Vigorous exercise transiently enhances the risk of primary cardiac arrest. Shear-induced platelet aggregation (SIPA) is an important mechanism in arterial thrombogenesis. This study investigates whether intense exercise affects SIPA, and elucidates mechanisms that underlie SIPA. Eighteen sedentary healthy men engaged in intense exercise (about 80% of maximal oxygen consumption) for 40 min on a bicycle ergometer. Platelet aggregation, binding of von Willebrand factor (vWF) to platelets, and activation of glycoprotein (GP) IIb/IIIa and expression of P-selectin on platelets induced by shear stress were analyzed both before and immediately after exercise.
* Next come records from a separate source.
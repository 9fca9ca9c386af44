//! Model parameters and their validation.
//!
//! Parameters are plain numeric and enumerated values, typically loaded from a JSON file
//! with `Parameters::from_json_file`. Every field has a default, so a file only has to name
//! the fields it changes; the defaults describe a grocery store with four strata of
//! shoppers and eight aisles.
use std::fs;
use std::path::Path;

use serde_derive::{Deserialize, Serialize};

use crate::contact_matrix::ContactMatrix;
use crate::context::Context;
use crate::error::SimError;
use crate::grid::Position;
use crate::obstacle::grocery_store_aisles;
use crate::{define_data_plugin, HashSet};

/// How a susceptible agent's exposure to infected neighbors becomes an infection.
#[derive(Debug, Clone, Copy, PartialEq, Eq, Default, Serialize, Deserialize)]
#[serde(rename_all = "snake_case")]
pub enum TransmissionPolicy {
    /// One Bernoulli trial per tick against `probability x` the largest contact rate
    /// among infected neighbors.
    #[default]
    MaxExposure,
    /// `round(rate)` independent trials at `probability`, infected if any succeeds.
    RepeatedTrials,
}

/// When the fatality trial for an infected agent is drawn.
#[derive(Debug, Clone, Copy, PartialEq, Eq, Default, Serialize, Deserialize)]
#[serde(rename_all = "snake_case")]
pub enum FatalityPolicy {
    /// A fresh trial every tick the agent is infected.
    #[default]
    PerTick,
    /// One trial per infection; the outcome is reapplied on later ticks.
    CachedOutcome,
}

#[derive(Debug, Clone, PartialEq, Serialize, Deserialize)]
#[serde(deny_unknown_fields)]
pub struct StrataParameters {
    pub name: String,
    pub population: usize,
    #[serde(default)]
    pub vaccinated: usize,
    /// Per-tick probability that an infected agent of this strata dies. 0 disables fatality.
    #[serde(default)]
    pub fatality_probability: f64,
}

impl StrataParameters {
    #[must_use]
    pub fn new(name: &str, population: usize) -> Self {
        StrataParameters {
            name: name.to_string(),
            population,
            vaccinated: 0,
            fatality_probability: 0.0,
        }
    }

    #[must_use]
    pub fn unvaccinated(&self) -> usize {
        self.population.saturating_sub(self.vaccinated)
    }
}

/// Initially infected agents, drawn from the unvaccinated pool.
#[derive(Debug, Clone, PartialEq, Eq, Serialize, Deserialize)]
#[serde(untagged)]
pub enum InitialInfections {
    /// A number drawn across all strata together.
    Total(usize),
    /// One number per strata, in strata order.
    PerStrata(Vec<usize>),
}

impl Default for InitialInfections {
    fn default() -> Self {
        InitialInfections::Total(5)
    }
}

#[derive(Debug, Clone, PartialEq, Serialize, Deserialize)]
#[serde(default, deny_unknown_fields)]
pub struct Parameters {
    pub strata: Vec<StrataParameters>,
    pub initial_infected: InitialInfections,
    /// Ticks an agent stays infected.
    pub infection_period: u32,
    /// Ticks a recovered agent stays immune. 0 makes recovery permanent.
    pub immunity_period: u32,
    pub transmission_probability: f64,
    pub contact_matrix: ContactMatrix,
    pub grid_width: usize,
    pub grid_height: usize,
    pub obstacles: Vec<Position>,
    pub transmission_policy: TransmissionPolicy,
    pub fatality_policy: FatalityPolicy,
    /// Random cell draws allowed per agent while seeding before giving up.
    pub max_placement_attempts: usize,
}

impl Default for Parameters {
    fn default() -> Self {
        let strata = |name: &str, population: usize, fatality_probability: f64| StrataParameters {
            name: name.to_string(),
            population,
            vaccinated: 0,
            fatality_probability,
        };
        Parameters {
            strata: vec![
                strata("adult", 70, 0.0002),
                strata("child", 70, 0.000_02),
                strata("elder", 70, 0.000_09),
                strata("pregnant", 30, 0.06),
            ],
            initial_infected: InitialInfections::default(),
            infection_period: 10,
            immunity_period: 0,
            transmission_probability: 0.03,
            // Pregnant shoppers mix like adults.
            contact_matrix: ContactMatrix::from([
                [10.0, 3.0, 1.0, 10.0],
                [6.0, 6.0, 1.0, 6.0],
                [5.0, 1.0, 2.0, 5.0],
                [10.0, 3.0, 1.0, 10.0],
            ]),
            grid_width: 50,
            grid_height: 50,
            obstacles: grocery_store_aisles(),
            transmission_policy: TransmissionPolicy::default(),
            fatality_policy: FatalityPolicy::default(),
            max_placement_attempts: 10_000,
        }
    }
}

define_data_plugin!(ParametersPlugin, Option<Parameters>, None);

pub trait ContextParametersExt {
    /// Validates `parameters` and stores them as the parameters of this simulation.
    ///
    /// # Errors
    ///
    /// `SimError::ConfigurationError` if validation fails; nothing is stored in that case.
    fn set_parameters(&mut self, parameters: Parameters) -> Result<(), SimError>;

    /// # Errors
    ///
    /// Fails if no parameters have been set.
    fn get_parameters(&self) -> Result<&Parameters, SimError>;
}

impl ContextParametersExt for Context {
    fn set_parameters(&mut self, parameters: Parameters) -> Result<(), SimError> {
        parameters.validate()?;
        *self.get_data_container_mut(ParametersPlugin) = Some(parameters);
        Ok(())
    }

    fn get_parameters(&self) -> Result<&Parameters, SimError> {
        self.get_data_container(ParametersPlugin)
            .and_then(Option::as_ref)
            .ok_or_else(|| SimError::from("parameters have not been set"))
    }
}

fn check_probability(name: &str, value: f64) -> Result<(), SimError> {
    if value.is_finite() && (0.0..=1.0).contains(&value) {
        Ok(())
    } else {
        Err(SimError::ConfigurationError(format!(
            "{name} = {value} must be between 0 and 1"
        )))
    }
}

impl Parameters {
    /// Loads parameters from a JSON file. Missing fields take their defaults.
    ///
    /// # Errors
    ///
    /// Returns an error if the file cannot be read or parsed, or if the parameters fail
    /// validation.
    pub fn from_json_file(path: &Path) -> Result<Parameters, SimError> {
        let contents = fs::read_to_string(path)?;
        let parameters: Parameters = serde_json::from_str(&contents)?;
        parameters.validate()?;
        Ok(parameters)
    }

    #[must_use]
    pub fn population_size(&self) -> usize {
        self.strata.iter().map(|s| s.population).sum()
    }

    #[must_use]
    pub fn strata_names(&self) -> Vec<String> {
        self.strata.iter().map(|s| s.name.clone()).collect()
    }

    /// Whether recovered agents eventually return to susceptible.
    #[must_use]
    pub fn has_waning_immunity(&self) -> bool {
        self.immunity_period > 0
    }

    /// Checks every constraint the engine relies on.
    ///
    /// # Errors
    ///
    /// `SimError::ConfigurationError` describing the first violated constraint.
    pub fn validate(&self) -> Result<(), SimError> {
        if self.strata.is_empty() {
            return Err(SimError::ConfigurationError(
                "at least one strata is required".to_string(),
            ));
        }

        let mut names = HashSet::default();
        for strata in &self.strata {
            if strata.name.is_empty() {
                return Err(SimError::ConfigurationError(
                    "strata names must not be empty".to_string(),
                ));
            }
            if !names.insert(strata.name.as_str()) {
                return Err(SimError::ConfigurationError(format!(
                    "strata '{}' is listed more than once",
                    strata.name
                )));
            }
            if strata.vaccinated > strata.population {
                return Err(SimError::ConfigurationError(format!(
                    "strata '{}' has {} vaccinated agents but a population of {}",
                    strata.name, strata.vaccinated, strata.population
                )));
            }
            check_probability(
                &format!("fatality_probability of strata '{}'", strata.name),
                strata.fatality_probability,
            )?;
        }

        match &self.initial_infected {
            InitialInfections::Total(count) => {
                let pool: usize = self.strata.iter().map(StrataParameters::unvaccinated).sum();
                if *count > pool {
                    return Err(SimError::ConfigurationError(format!(
                        "{count} initial infections requested but only {pool} agents are unvaccinated"
                    )));
                }
            }
            InitialInfections::PerStrata(counts) => {
                if counts.len() != self.strata.len() {
                    return Err(SimError::ConfigurationError(format!(
                        "initial_infected lists {} counts for {} strata",
                        counts.len(),
                        self.strata.len()
                    )));
                }
                for (strata, count) in self.strata.iter().zip(counts) {
                    if *count > strata.unvaccinated() {
                        return Err(SimError::ConfigurationError(format!(
                            "strata '{}' has {count} initial infections but only {} unvaccinated agents",
                            strata.name,
                            strata.unvaccinated()
                        )));
                    }
                }
            }
        }

        check_probability("transmission_probability", self.transmission_probability)?;

        if self.contact_matrix.size() != self.strata.len() {
            return Err(SimError::ConfigurationError(format!(
                "contact matrix is {0}x{0} but {1} strata are configured",
                self.contact_matrix.size(),
                self.strata.len()
            )));
        }
        self.contact_matrix.validate()?;

        if self.grid_width == 0 || self.grid_height == 0 {
            return Err(SimError::ConfigurationError(format!(
                "grid dimensions {}x{} must both be at least 1",
                self.grid_width, self.grid_height
            )));
        }

        let mut seen = HashSet::default();
        for obstacle in &self.obstacles {
            if obstacle.x >= self.grid_width || obstacle.y >= self.grid_height {
                return Err(SimError::ConfigurationError(format!(
                    "obstacle {obstacle} is outside the {}x{} grid",
                    self.grid_width, self.grid_height
                )));
            }
            if !seen.insert(*obstacle) {
                return Err(SimError::ConfigurationError(format!(
                    "obstacle {obstacle} is listed more than once"
                )));
            }
        }

        let Some(cells) = self.grid_width.checked_mul(self.grid_height) else {
            return Err(SimError::ConfigurationError(format!(
                "a {}x{} grid has more cells than can be addressed",
                self.grid_width, self.grid_height
            )));
        };
        let occupants = self.population_size().saturating_add(self.obstacles.len());
        if occupants > cells {
            return Err(SimError::ConfigurationError(format!(
                "{occupants} agents and obstacles do not fit on a grid of {cells} cells"
            )));
        }

        if self.max_placement_attempts == 0 {
            return Err(SimError::ConfigurationError(
                "max_placement_attempts must be at least 1".to_string(),
            ));
        }

        Ok(())
    }
}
Analytical results demonstrated that: (1). the levels of plasma vWF antigen and activity were enhanced after intense exercise, (2). intense exercise increased either shear- or ristocetin-induced platelet aggregation and was accompanied by an increase in vWF binding to platelets and vWF-mediated GP IIb/IIIa activation at high shear flow, and (3). shear-induced P-selectin expression in the absence or the presence of exogenous vWF was enhanced by intense exercise. Therefore, we conclude that intense exercise promotes the extent of SIPA, possibly by enhancing the ability of vWF to bind to platelets and the subsequent activation of GP IIb/IIIa complexes, as well as the expression of P-selectin in response to shear stress, which in turn may augment the risk of vascular thrombosis.